Aux côtés de Jean-Pierre Ecosse, René Vidal a donc entrepris la réalisation de ses trois oiseaux-pompes. « Je n'ai pas voulu donner une vision naturaliste de l'oiseau », explique-t-il. « Au contraire, j'ai donné libre cours à mon imagination en utilisant d'autres outils industriels comme des pipe-lines (des tuyaux de forage) pour décorer l'un d'eux ».

« C'est quelque chose de très excellent puisque je n'avais jamais travaillé le métal à cette échelle-là. Mais l'outil industriel, qui est moins « chaud » que le bois, peut être parfois très beau, très design ».

« leur place est ici »

Une fois leur réalisation et leur décoration achevées, les oiseaux-pompes de René Vidal trouveront leur place sur la terre béarnaise.
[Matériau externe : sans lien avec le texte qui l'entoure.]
#[cfg(test)]
mod tests {
    use super::*;
    use tempfile::TempDir;

    fn write(path: &Path, content: &str) {
        fs::create_dir_all(path.parent().unwrap()).unwrap();
        fs::write(path, content).unwrap();
    }

    #[test]
    fn test_parse_name_version() {
        assert_eq!(
            parse_name_version("flask_example-1.0.dist-info"),
            ("flask_example".to_string(), Some("1.0".to_string()))
        );
        assert_eq!(
            parse_name_version("six-1.16.0-py3.11.egg-info"),
            ("six".to_string(), Some("1.16.0".to_string()))
        );
        assert_eq!(parse_name_version("odd.dist-info"), ("odd".to_string(), None));
    }

    #[test]
    fn test_parse_record() {
        let record = "pkg/__init__.py,sha256=abc,10\n\"pkg/odd, name.txt\",sha256=def,3\npkg-1.0.dist-info/RECORD,,\n\n";
        assert_eq!(
            parse_record(record),
            vec!["pkg/__init__.py", "pkg/odd, name.txt", "pkg-1.0.dist-info/RECORD"]
        );
    }

    #[test]
    fn test_unquote_escaped_quote() {
        assert_eq!(unquote_csv_field("a\"\"b\",rest"), "a\"b");
    }

    #[test]
    fn test_rebase() {
        assert_eq!(rebase("six.egg-info", "../six.py"), "six.py");
        assert_eq!(rebase("six.egg-info", "PKG-INFO"), "six.egg-info/PKG-INFO");
        assert_eq!(rebase("six.egg-info", "../../../bin/six"), "../../bin/six");
    }

    #[test]
    fn test_parse_requires_txt() {
        let requires = "charset_normalizer<4\nidna\n\n[socks]\nPySocks!=1.5.7\n";
        assert_eq!(
            parse_requires_txt(requires),
            vec!["charset_normalizer<4", "idna", "PySocks!=1.5.7"]
        );
    }

    #[test]
    fn test_find_site_packages_in_venv() {
        let temp_dir = TempDir::new().unwrap();
        let site_packages = temp_dir.path().join("lib").join("python3.12").join("site-packages");
        fs::create_dir_all(&site_packages).unwrap();

        assert_eq!(find_site_packages(Some(temp_dir.path())).unwrap(), site_packages);
        assert_eq!(find_site_packages(Some(&site_packages)).unwrap(), site_packages);
    }

    #[test]
    fn test_find_site_packages_missing() {
        let temp_dir = TempDir::new().unwrap();
        let missing = temp_dir.path().join("nope");
        assert!(matches!(
            find_site_packages(Some(&missing)),
            Err(InventoryError::SitePackagesNotFound { .. })
        ));
    }

    #[test]
    fn test_dist_info_package() {
        let temp_dir = TempDir::new().unwrap();
        let root = temp_dir.path();
        write(
            &root.join("flask_example-1.0.dist-info/METADATA"),
            "Metadata-Version: 2.1\nName: Flask_Example\nVersion: 1.0\nClassifier: License :: OSI Approved :: BSD License\nRequires-Dist: click>=8\n",
        );
        write(
            &root.join("flask_example-1.0.dist-info/RECORD"),
            "flask_example/__init__.py,,\nflask_example-1.0.dist-info/LICENSE,,\nflask_example-1.0.dist-info/METADATA,,\n",
        );
        write(&root.join("flask_example-1.0.dist-info/LICENSE"), "BSD");
        write(&root.join("flask_example/__init__.py"), "");

        let feed = SitePackages::new(root);
        let packages: Vec<RawPackage> = feed.packages().unwrap().map(|p| p.unwrap()).collect();
        assert_eq!(packages.len(), 1);

        let raw = &packages[0];
        assert_eq!(raw.name, "Flask_Example");
        assert_eq!(raw.version, "1.0");
        assert_eq!(raw.requirements, vec!["click>=8"]);
        assert_eq!(raw.files.len(), 3);
        assert_eq!(feed.read(raw, "flask_example-1.0.dist-info/LICENSE").unwrap(), b"BSD");
        assert!(feed.read(raw, "flask_example-1.0.dist-info/missing").is_err());
    }

    #[test]
    fn test_dist_info_without_record_lists_directory() {
        let temp_dir = TempDir::new().unwrap();
        let root = temp_dir.path();
        write(&root.join("bare-2.0.dist-info/METADATA"), "Name: bare\nVersion: 2.0\n");
        write(&root.join("bare-2.0.dist-info/licenses/LICENSE"), "MIT");

        let feed = SitePackages::new(root);
        let raw = feed.packages().unwrap().next().unwrap().unwrap();
        assert_eq!(
            raw.files,
            vec!["bare-2.0.dist-info/METADATA", "bare-2.0.dist-info/licenses/LICENSE"]
        );
    }

    #[test]
    fn test_missing_metadata_falls_back_to_directory_name() {
        let temp_dir = TempDir::new().unwrap();
        let root = temp_dir.path();
        fs::create_dir_all(root.join("broken_pkg-0.3.dist-info")).unwrap();

        let feed = SitePackages::new(root);
        let raw = feed.packages().unwrap().next().unwrap().unwrap();
        assert_eq!(raw.name, "broken_pkg");
        assert_eq!(raw.version, "0.3");
        assert!(raw.classifiers.is_empty());
    }

    #[test]
    fn test_egg_info_package() {
        let temp_dir = TempDir::new().unwrap();
        let root = temp_dir.path();
        write(&root.join("legacy-1.2-py3.12.egg-info/PKG-INFO"), "Name: legacy\nVersion: 1.2\nLicense: MIT\n");
        write(&root.join("legacy-1.2-py3.12.egg-info/installed-files.txt"), "../legacy/__init__.py\n../legacy/COPYING\nPKG-INFO\n");
        write(&root.join("legacy-1.2-py3.12.egg-info/requires.txt"), "six\n[test]\npytest\n");
        write(&root.join("single-0.1.egg-info"), "Name: single\nVersion: 0.1\n");

        let feed = SitePackages::new(root);
        let packages: Vec<RawPackage> = feed.packages().unwrap().map(|p| p.unwrap()).collect();
        assert_eq!(packages.len(), 2);

        let legacy = &packages[0];
        assert_eq!(legacy.name, "legacy");
        assert_eq!(legacy.license.as_deref(), Some("MIT"));
        assert_eq!(
            legacy.files,
            vec!["legacy/__init__.py", "legacy/COPYING", "legacy-1.2-py3.12.egg-info/PKG-INFO"]
        );
        assert_eq!(legacy.requirements, vec!["six", "pytest"]);

        let single = &packages[1];
        assert_eq!(single.name, "single");
        assert!(single.files.is_empty());
    }

    #[test]
    fn test_dist_info_name_keeps_py_prefix() {
        assert_eq!(
            parse_name_version("my-py2app-1.0.dist-info"),
            ("my-py2app".to_string(), Some("1.0".to_string()))
        );
    }

    #[cfg(unix)]
    #[test]
    fn test_listing_does_not_follow_directory_symlinks() {
        let temp_dir = TempDir::new().unwrap();
        let root = temp_dir.path();
        let dist_info = root.join("loop-1.0.dist-info");
        write(&dist_info.join("METADATA"), "Name: loop\nVersion: 1.0\n");
        write(&dist_info.join("LICENSE"), "MIT");
        std::os::unix::fs::symlink(".", dist_info.join("self")).unwrap();

        let feed = SitePackages::new(root);
        let raw = feed.packages().unwrap().next().unwrap().unwrap();
        assert_eq!(
            raw.files,
            vec!["loop-1.0.dist-info/LICENSE", "loop-1.0.dist-info/METADATA"]
        );
    }

    #[test]
    fn test_parse_sys_path() {
        let stdout = br#"["", "/usr/lib/python312.zip", "/home/u/.local/lib/python3.12/site-packages"]"#;
        assert_eq!(
            parse_sys_path(stdout).unwrap(),
            vec![
                PathBuf::from("/usr/lib/python312.zip"),
                PathBuf::from("/home/u/.local/lib/python3.12/site-packages"),
            ]
        );
        assert!(parse_sys_path(b"Traceback (most recent call last)").is_err());
    }

    fn install(root: &Path, dist_info: &str, name: &str, license: &str) {
        write(
            &root.join(dist_info).join("METADATA"),
            &format!("Name: {name}\nVersion: 1.0\n"),
        );
        write(
            &root.join(dist_info).join("RECORD"),
            &format!("{dist_info}/LICENSE,,\n"),
        );
        write(&root.join(dist_info).join("LICENSE"), license);
    }

    #[test]
    fn test_search_path_chains_roots_and_skips_shadowed() {
        let temp_dir = TempDir::new().unwrap();
        let user = temp_dir.path().join("user").join("site-packages");
        let system = temp_dir.path().join("system").join("site-packages");
        install(&user, "six-1.0.dist-info", "six", "user copy");
        install(&system, "Six-1.0.dist-info", "Six", "system copy");
        install(&system, "idna-1.0.dist-info", "idna", "idna license");

        let feed = SearchPath::new(vec![SitePackages::new(&user), SitePackages::new(&system)]);
        let packages: Vec<RawPackage> = feed.packages().unwrap().map(|p| p.unwrap()).collect();
        let names: Vec<&str> = packages.iter().map(|p| p.name.as_str()).collect();
        assert_eq!(names, vec!["six", "idna"]);

        assert_eq!(feed.read(&packages[0], "six-1.0.dist-info/LICENSE").unwrap(), b"user copy");
        assert_eq!(
            feed.read(&packages[1], "idna-1.0.dist-info/LICENSE").unwrap(),
            b"idna license"
        );
    }

    #[test]
    fn test_search_path_reports_missing_root_and_stops() {
        let temp_dir = TempDir::new().unwrap();
        let feed = SearchPath::new(vec![SitePackages::new(temp_dir.path().join("gone"))]);
        let mut packages = feed.packages().unwrap();
        assert!(matches!(packages.next(), Some(Err(InventoryError::Enumerate { .. }))));
    }

    #[cfg(unix)]
    #[test]
    fn test_from_interpreter_uses_reported_sys_path() {
        use std::os::unix::fs::PermissionsExt;

        let temp_dir = TempDir::new().unwrap();
        let site_packages = temp_dir.path().join("lib").join("site-packages");
        install(&site_packages, "six-1.0.dist-info", "six", "MIT");
        let stdlib = temp_dir.path().join("lib").join("python3.12");
        fs::create_dir_all(&stdlib).unwrap();

        let python = temp_dir.path().join("python");
        fs::write(
            &python,
            format!(
                "#!/bin/sh\necho '[\"\", \"{}\", \"{}\"]'\n",
                stdlib.display(),
                site_packages.display()
            ),
        )
        .unwrap();
        fs::set_permissions(&python, fs::Permissions::from_mode(0o755)).unwrap();

        let feed = SearchPath::from_interpreter(&python).unwrap();
        assert_eq!(feed.roots().len(), 1);
        assert_eq!(feed.roots()[0].root(), site_packages.as_path());
    }

    #[test]
    fn test_from_interpreter_missing_executable() {
        let temp_dir = TempDir::new().unwrap();
        assert!(matches!(
            SearchPath::from_interpreter(&temp_dir.path().join("no-python")),
            Err(InventoryError::Interpreter { .. })
        ));
    }

    #[test]
    fn test_unreadable_root_is_a_feed_error() {
        let temp_dir = TempDir::new().unwrap();
        let feed = SitePackages::new(temp_dir.path().join("missing"));
        assert!(matches!(feed.packages(), Err(InventoryError::Enumerate { .. })));
    }
}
Deux d'entre eux, achetés par la commune de Pau, seront posés sur le « parkway » qui relie l'échangeur de l'autoroute au rond-point de l'avenue Tourasse.

Le troisième sera restitué à Elf-Aquitaine et devrait orner l'entrée de l'usine de Lacq.

Des sites naturels, comme l'explique René Vidal : « Leur place est ici, en Béarn. »

Ils seront les témoignages du passé quand l'exploitation du pétrole n'aura plus cours dans notre région.